* [Saved entries]
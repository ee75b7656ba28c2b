use thiserror::Error;

use super::options::KeyKind;

/// Errors raised by template walkers and consistency checks.
///
/// All of these are configuration errors: a schema and catalog that pass
/// [`crate::validate::validate_schema`] never produce them at runtime.
#[derive(Error, Debug, Clone, PartialEq, Eq)]
pub enum TemplateError {
    #[error("options `{options_key}` referenced at `{path}` are missing from the catalog")]
    UnknownOptions { path: String, options_key: String },

    #[error("option list `{options_key}` is empty")]
    EmptyOptions { options_key: String },

    #[error(
        "option list `{options_key}` mixes key kinds: expected {expected}, found {actual} for `{key}`"
    )]
    MixedOptionKeys {
        options_key: String,
        key: String,
        expected: KeyKind,
        actual: KeyKind,
    },

    #[error("field name `{field}` at `{path}` contains the key separator `__`")]
    SeparatorInFieldName { path: String, field: String },

    #[error("address `{name}` is produced more than once")]
    DuplicateAddress { name: String },

    #[error("tab mapping names `{field}`, which is not a top-level schema field")]
    UnknownTabField { field: String },
}

/// Result alias for template operations.
pub type Result<T> = std::result::Result<T, TemplateError>;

* [WHAT YOU ARE ASKED TO DO] Lines above that contain the string "field" make up the answer.

* [RESPONSE]
    #[error("field name `{field}` at `{path}` contains the key separator `__`")]
    SeparatorInFieldName { path: String, field: String },
    #[error("tab mapping names `{field}`, which is not a top-level schema field")]
    UnknownTabField { field: String },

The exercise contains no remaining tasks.